WordPress makes it easy to manage. Watch the video below.
If your WordPress website is already live, the first thing I’m going to want to do is clone it to a “Staging Server” or subdomain, i.e. dev.yourdomain.com This not only allows me to test things behind closed doors but allows me to make a real mess of things, break them into crumbs and then whip up dessert. I seldom ever work on a live website. Who needs the embarrassment?
Again, if your WordPress website already exists, I’ll first want to backup the site as it is, then after each round of revisions I’ll backup again… this not only saves me from losing work but makes it very easy to rollback to a previous version… even 3 versions back. At the end of the job, I’ll give you backups of the site in case you need to migrate to another server or pass it off to another WordPress developer.
WordPress is constantly releasing updates as are themes and plugins. Rest assured, if it’s built by the WP Chef, upgrading your website will not break anything or lose customizations. Theme changes will be done within a child-theme so that the original theme (parent theme) can be upgraded without issues. Likewise, most plugins can be overridden within the theme’s function.php file so again, feel free to upgrade your plugins.
I’m not referring to the people who visit your website, I’m referring to you or whoever it is on your team that will manage the website. Too often I’m told that customizations were hardcoded into the templates disabling the user from being able to update the section themselves. Be careful of a WordPress developer that tells you they can code anything you desire. Remember that your website’s content (banner, logo, text, contact details, etc.) will need to be updated sooner or later and ask yourself… do you want to pay a developer for every update or do it yourself?
If there is one area where I can call myself Master Chef it’s with SEO… too many developers cut corners to make their job easier and design banners with text lost within an image or navigation bars with rollovers and no live anchor text. Let’s not forget using the same title and description on every page or uploading images that are named img0001.jpg – these are often the first things I clean up when I take on an SEO project for an existing website. Story of my life… let me tell you… actually no, I won’t bore you with that. All you need to know is that there won’t be any rookie mistakes made on your website.

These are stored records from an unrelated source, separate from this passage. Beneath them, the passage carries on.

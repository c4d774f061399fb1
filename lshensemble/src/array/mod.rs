// Licensed to the Apache Software Foundation (ASF) under one
// or more contributor license agreements.  See the NOTICE file
// distributed with this work for additional information
// regarding copyright ownership.  The ASF licenses this file
// to you under the Apache License, Version 2.0 (the
// "License"); you may not use this file except in compliance
// with the License.  You may obtain a copy of the License at
//
//   http://www.apache.org/licenses/LICENSE-2.0
//
// Unless required by applicable law or agreed to in writing,
// software distributed under the License is distributed on an
// "AS IS" BASIS, WITHOUT WARRANTIES OR CONDITIONS OF ANY
// KIND, either express or implied.  See the License for the
// specific language governing permissions and limitations
// under the License.

//! An array of band indexes, one per band width, with the optimizer choosing among them.
//!
//! A single banded index fixes `k` at build time. [`LshForestArray`] keeps one index for every
//! `k` in `1..=max_k`, so a query can pick whichever `(k, l)` the false positive/negative model
//! favors for its size and threshold. The `k`-th index holds `num_hash / k` bands; the remaining
//! `num_hash % k` hash values are unused for that `k`.
//!
//! # Usage
//!
//! ```rust
//! use std::sync::Arc;
//!
//! use lshensemble::array::LshForestArray;
//! use lshensemble::minhash::MinHash;
//!
//! let signature = |words: &[&str]| {
//!     let mut mh = MinHash::new(1, 64);
//!     for w in words {
//!         mh.push(w.as_bytes());
//!     }
//!     mh.signature()
//! };
//!
//! let mut array: LshForestArray = LshForestArray::new(4, 64);
//! array.add("fruits", &signature(&["apple", "banana", "cherry"]));
//! array.index();
//!
//! let params = array.optimal_kl(3, 2, 0.9);
//! let (out, results) = crossbeam_channel::unbounded::<Arc<str>>();
//! let (_cancel, done) = crossbeam_channel::bounded::<()>(1);
//! array.query(&signature(&["apple", "banana"]), params.k, params.l, &out, &done);
//! drop(out);
//! for key in results {
//!     println!("candidate: {key}");
//! }
//! ```

mod probability;

use std::sync::Arc;

use crossbeam_channel::Receiver;
use crossbeam_channel::Sender;
use rayon::prelude::*;
use tracing::debug;
use tracing::trace;

pub use self::probability::INTEGRATION_PRECISION;
pub use self::probability::false_negative_probability;
pub use self::probability::false_positive_probability;
use crate::domain::DomainRecord;
use crate::forest::BandIndex;
use crate::forest::LshForest;
use crate::minhash::Signature;

/// The `(k, l)` pair minimizing the estimated error, with its error estimates.
#[derive(Debug, Clone, Copy, PartialEq)]
pub struct OptimalParams {
    /// Band width.
    pub k: usize,
    /// Number of bands to search.
    pub l: usize,
    /// Estimated false positive probability.
    pub false_positive: f64,
    /// Estimated false negative probability.
    pub false_negative: f64,
}

/// One band index per band width `1..=max_k`, all fed the same domains.
#[derive(Debug)]
pub struct LshForestArray<B = LshForest> {
    max_k: usize,
    num_hash: usize,
    array: Vec<B>,
}

impl<B: BandIndex> LshForestArray<B> {
    /// Creates an array of `max_k` empty band indexes for signatures of `num_hash` values.
    ///
    /// # Panics
    ///
    /// Panics if `max_k` is 0 or greater than `num_hash`.
    pub fn new(max_k: usize, num_hash: usize) -> Self {
        assert!(max_k > 0, "max_k must be at least 1");
        assert!(
            num_hash >= max_k,
            "num_hash must be at least max_k ({max_k}), got {num_hash}"
        );
        let array = (1..=max_k).map(|k| B::new(k, num_hash / k)).collect();
        LshForestArray {
            max_k,
            num_hash,
            array,
        }
    }

    /// Returns the largest band width.
    pub fn max_k(&self) -> usize {
        self.max_k
    }

    /// Returns the signature length.
    pub fn num_hash(&self) -> usize {
        self.num_hash
    }

    /// Returns the band index for band width `k`.
    ///
    /// # Panics
    ///
    /// Panics if `k` is not in `[1, max_k]`.
    pub fn band_index(&self, k: usize) -> &B {
        self.check_k(k);
        &self.array[k - 1]
    }

    /// Adds a key to every band index, one task per index, and waits for all of them.
    ///
    /// The key is not searchable until [`LshForestArray::index`] is called.
    pub fn add(&mut self, key: impl Into<Arc<str>>, signature: &Signature) {
        let key = key.into();
        self.array
            .par_iter_mut()
            .for_each(|index| index.add(&key, signature));
    }

    /// Adds every record to every band index, one task per index, and waits for all of them.
    pub fn add_records(&mut self, records: &[DomainRecord]) {
        let keys: Vec<Arc<str>> = records.iter().map(|r| Arc::from(r.key())).collect();
        self.array.par_iter_mut().for_each(|index| {
            for (key, record) in keys.iter().zip(records) {
                index.add(key, record.signature());
            }
        });
    }

    /// Makes every added key searchable, one task per band index.
    pub fn index(&mut self) {
        self.array.par_iter_mut().for_each(|index| index.index());
        debug!(
            max_k = self.max_k,
            num_hash = self.num_hash,
            "indexed band index array"
        );
    }

    /// Streams candidate keys from the band index of width `k`, searching `l` bands.
    ///
    /// Keys are sent on `out` as they are found. The call returns once the search is exhausted,
    /// `done` is signaled or disconnected, or `out` is disconnected.
    ///
    /// # Panics
    ///
    /// Panics if `k` is not in `[1, max_k]` or `l` is not in `[1, num_hash / k]`.
    pub fn query(
        &self,
        signature: &Signature,
        k: usize,
        l: usize,
        out: &Sender<Arc<str>>,
        done: &Receiver<()>,
    ) {
        self.check_k(k);
        let max_l = self.num_hash / k;
        assert!(
            (1..=max_l).contains(&l),
            "l must be in [1, {max_l}] for k = {k}, got {l}"
        );
        trace!(k, l, "routing query");
        self.array[k - 1].query(signature, None, l, out, done);
    }

    /// Returns the `(k, l)` minimizing the sum of false positive and false negative probability.
    ///
    /// `x` is the indexed domain size, `q` the query size and `t` the containment threshold.
    /// Every `l` in `1..=num_hash` and, within it, every `k` in `1..=max_k` with
    /// `k * l <= num_hash` is tried in that order; on equal error the first pair wins.
    ///
    /// # Panics
    ///
    /// Panics if `q` is 0 or `t` is not in `(0, 1]`.
    pub fn optimal_kl(&self, x: usize, q: usize, t: f64) -> OptimalParams {
        optimal_kl(self.max_k, self.num_hash, x, q, t)
    }

    fn check_k(&self, k: usize) {
        assert!(
            (1..=self.max_k).contains(&k),
            "k must be in [1, {}], got {k}",
            self.max_k
        );
    }
}

/// The grid search behind [`LshForestArray::optimal_kl`], for callers without an array.
///
/// # Panics
///
/// Panics if `q` is 0 or `t` is not in `(0, 1]`.
pub fn optimal_kl(max_k: usize, num_hash: usize, x: usize, q: usize, t: f64) -> OptimalParams {
    assert!(q > 0, "query size must be at least 1");
    assert!(
        t > 0.0 && t <= 1.0,
        "containment threshold must be in (0, 1], got {t}"
    );
    let mut min_error = f64::MAX;
    let mut best = OptimalParams {
        k: 1,
        l: 1,
        false_positive: 0.0,
        false_negative: 0.0,
    };
    for l in 1..=num_hash {
        for k in 1..=max_k {
            if k * l > num_hash {
                continue;
            }
            let fp = false_positive_probability(x, q, l, k, t, INTEGRATION_PRECISION);
            let fn_ = false_negative_probability(x, q, l, k, t, INTEGRATION_PRECISION);
            let error = fp + fn_;
            if min_error > error {
                min_error = error;
                best = OptimalParams {
                    k,
                    l,
                    false_positive: fp,
                    false_negative: fn_,
                };
            }
        }
    }
    best
}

I often have to remind my clients that there screen is not the only screen to be taken into consideration when building the website. Things will not look the same on a 13″ laptop as they do on a 32″ LCD flat screen like mine. The average user these days has a 20″ desktop and a smart phone that is about 480 px wide or 960 px in landscape mode. The variances aren’t that drastic, they can be as subtle as going from Internet Explorer to Mozilla Firefox on the very same computer. Rest assured that all major browsers, devices and displays will be taken into consideration when the WP Chef is in the kitchen.
Did you know you can measure the total file size of your home page? Did you know that all pages in your website should not exceed 2 MB in file size if you want them to load quickly? If you upload an image is that 1 mb, how many images does that give you before you meet your 2 mb quota? Images should be compressed for the web and no larger than 200 kb in my mind… that 0.2 MB and even that is large. Plugins aren’t always the answer either, too often I see a WordPress website get bogged down by too many plugins. A good WordPress developer prides himself on lightweight code design which doesn’t leave you feeling like you a coma-toast like you feel after a turkey dinner.
I have been using WordPress for a long time now and have not been hacked in quite some time. It’s a reality no matter where you go, BaseCamp has been hacked, Facebook has been hacked, Youtube gets attacked daily and most of the time companies don’t admit to it. If you’ve ever had a WordPress website, you should have had a Firewall setup along with some server-side restrictions to block various entry points known to hackers. All they need to do is find you on Google while searching for the version of WordPress you are using or even the version of a plugin you are using and boom… they have their entry point.
I wouldn’t be calling myself a WP Chef if all I could serve was meat and potatoes. My father and his father were both gardeners, so let’s just say that I have a green thumb and take great pride in my talented nose. Did I mention my family is French? Breakfast, lunch, dinner, or dessert from any side of the world, you name it and I’ll find the recipe book for it if I don’t have it already. I’ll be plenty picky for the both of us and remember all the other contingencies at stake while still preparing something that is worth framing as a work of art.
Aside from backing up and testing the various browsers, devices and displays. We also want to be sure that every function works from start to end… we can’t launch a shopping cart without actually confirming that we’ve collected payment right? We can’t launch without also making sure we can process a refund right? Then there’s the other world of robots… will they find what they are looking for? Have we got all our bases covered? Does anyone have any questions? Do all the links and images work properly? Are all the images hosted within the site or are there any remaining 3rd party plugins, themes, images, etc. that need to be licensed? Does everything checkout? Ok, let’s backup first, now let’s do this!